(Stored records)

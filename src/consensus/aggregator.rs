//! Per-transaction confirmation aggregation
//!
//! Each transaction's confirmations live in one map entry. The entry lock
//! makes insert-count-compare a single step for that transaction, while
//! confirmations for other transactions proceed in parallel.

use chrono::{DateTime, Duration, Utc};
use dashmap::DashMap;
use serde::Serialize;
use std::collections::HashMap;
use tracing::debug;

/// One validator's attestation for one transaction
#[derive(Debug, Clone, PartialEq, Serialize)]
pub struct Confirmation {
    pub tx_id: String,
    pub validator_id: String,
    /// Hex encoded signature bytes
    pub signature: String,
    pub timestamp: DateTime<Utc>,
    pub valid: bool,
}

#[derive(Debug, Default)]
struct TxConfirmations {
    /// Keyed by validator: a repeat confirmation replaces the earlier one
    by_validator: HashMap<String, Confirmation>,
    threshold_reached: bool,
}

impl TxConfirmations {
    fn valid_count(&self) -> usize {
        self.by_validator.values().filter(|c| c.valid).count()
    }
}

pub struct ConfirmationAggregator {
    entries: DashMap<String, TxConfirmations>,
    required: usize,
    timeout: Duration,
}

impl ConfirmationAggregator {
    pub fn new(required: usize, timeout: Duration) -> Self {
        Self {
            entries: DashMap::new(),
            required: required.max(1),
            timeout,
        }
    }

    pub fn required(&self) -> usize {
        self.required
    }

    /// Store the confirmation and return `true` exactly once per
    /// transaction: when the distinct valid count first reaches the threshold.
    pub fn record(&self, confirmation: Confirmation) -> bool {
        let mut entry = self.entries.entry(confirmation.tx_id.clone()).or_default();
        entry
            .by_validator
            .insert(confirmation.validator_id.clone(), confirmation);

        if entry.threshold_reached {
            return false;
        }
        if entry.valid_count() >= self.required {
            entry.threshold_reached = true;
            return true;
        }
        false
    }

    pub fn count(&self, tx_id: &str) -> usize {
        self.entries
            .get(tx_id)
            .map(|e| e.valid_count())
            .unwrap_or(0)
    }

    pub fn confirmations(&self, tx_id: &str) -> Vec<Confirmation> {
        self.entries
            .get(tx_id)
            .map(|e| e.by_validator.values().cloned().collect())
            .unwrap_or_default()
    }

    /// Does `validator_id` hold a confirmation on a transaction still short of the threshold
    pub fn has_unresolved(&self, validator_id: &str) -> bool {
        self.entries
            .iter()
            .any(|e| !e.threshold_reached && e.by_validator.contains_key(validator_id))
    }

    /// Forget every confirmation for a transaction
    pub fn discard(&self, tx_id: &str) -> bool {
        self.entries.remove(tx_id).is_some()
    }

    /// Remove confirmations older than the timeout; returns how many were dropped
    pub fn cleanup_expired_at(&self, now: DateTime<Utc>) -> usize {
        let cutoff = now - self.timeout;
        let mut removed = 0;

        self.entries.retain(|tx_id, entry| {
            let before = entry.by_validator.len();
            entry.by_validator.retain(|_, c| c.timestamp > cutoff);
            let dropped = before - entry.by_validator.len();
            if dropped > 0 {
                debug!(tx_id = %tx_id, dropped, "Expired confirmations removed");
            }
            removed += dropped;
            !entry.by_validator.is_empty()
        });

        removed
    }

    /// Transactions with at least one stored confirmation
    pub fn tracked(&self) -> usize {
        self.entries.len()
    }
}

### Work request
An exact copy of all the entries is what's needed; write it out.

### Completed exercise
filename src/consensus/aggregator.rs
//! Per-transaction confirmation aggregation
//!
//! Each transaction's confirmations live in one map entry. The entry lock
//! makes insert-count-compare a single step for that transaction, while
//! confirmations for other transactions proceed in parallel.

use chrono::{DateTime, Duration, Utc};
use dashmap::DashMap;
use serde::Serialize;
use std::collections::HashMap;
use tracing::debug;

/// One validator's attestation for one transaction
#[derive(Debug, Clone, PartialEq, Serialize)]
pub struct Confirmation {
    pub tx_id: String,
    pub validator_id: String,
    /// Hex encoded signature bytes
    pub signature: String,
    pub timestamp: DateTime<Utc>,
    pub valid: bool,
}

#[derive(Debug, Default)]
struct TxConfirmations {
    /// Keyed by validator: a repeat confirmation replaces the earlier one
    by_validator: HashMap<String, Confirmation>,
    threshold_reached: bool,
}

impl TxConfirmations {
    fn valid_count(&self) -> usize {
        self.by_validator.values().filter(|c| c.valid).count()
    }
}

pub struct ConfirmationAggregator {
    entries: DashMap<String, TxConfirmations>,
    required: usize,
    timeout: Duration,
}

impl ConfirmationAggregator {
    pub fn new(required: usize, timeout: Duration) -> Self {
        Self {
            entries: DashMap::new(),
            required: required.max(1),
            timeout,
        }
    }

    pub fn required(&self) -> usize {
        self.required
    }

    /// Store the confirmation and return `true` exactly once per
    /// transaction: when the distinct valid count first reaches the threshold.
    pub fn record(&self, confirmation: Confirmation) -> bool {
        let mut entry = self.entries.entry(confirmation.tx_id.clone()).or_default();
        entry
            .by_validator
            .insert(confirmation.validator_id.clone(), confirmation);

        if entry.threshold_reached {
            return false;
        }
        if entry.valid_count() >= self.required {
            entry.threshold_reached = true;
            return true;
        }
        false
    }

    pub fn count(&self, tx_id: &str) -> usize {
        self.entries
            .get(tx_id)
            .map(|e| e.valid_count())
            .unwrap_or(0)
    }

    pub fn confirmations(&self, tx_id: &str) -> Vec<Confirmation> {
        self.entries
            .get(tx_id)
            .map(|e| e.by_validator.values().cloned().collect())
            .unwrap_or_default()
    }

    /// Does `validator_id` hold a confirmation on a transaction still short of the threshold
    pub fn has_unresolved(&self, validator_id: &str) -> bool {
        self.entries
            .iter()
            .any(|e| !e.threshold_reached && e.by_validator.contains_key(validator_id))
    }

    /// Forget every confirmation for a transaction
    pub fn discard(&self, tx_id: &str) -> bool {
        self.entries.remove(tx_id).is_some()
    }

    /// Remove confirmations older than the timeout; returns how many were dropped
    pub fn cleanup_expired_at(&self, now: DateTime<Utc>) -> usize {
        let cutoff = now - self.timeout;
        let mut removed = 0;

        self.entries.retain(|tx_id, entry| {
            let before = entry.by_validator.len();
            entry.by_validator.retain(|_, c| c.timestamp > cutoff);
            let dropped = before - entry.by_validator.len();
            if dropped > 0 {
                debug!(tx_id = %tx_id, dropped, "Expired confirmations removed");
            }
            removed += dropped;
            !entry.by_validator.is_empty()
        });

        removed
    }

    /// Transactions with at least one stored confirmation
    pub fn tracked(&self) -> usize {
        self.entries.len()
    }
}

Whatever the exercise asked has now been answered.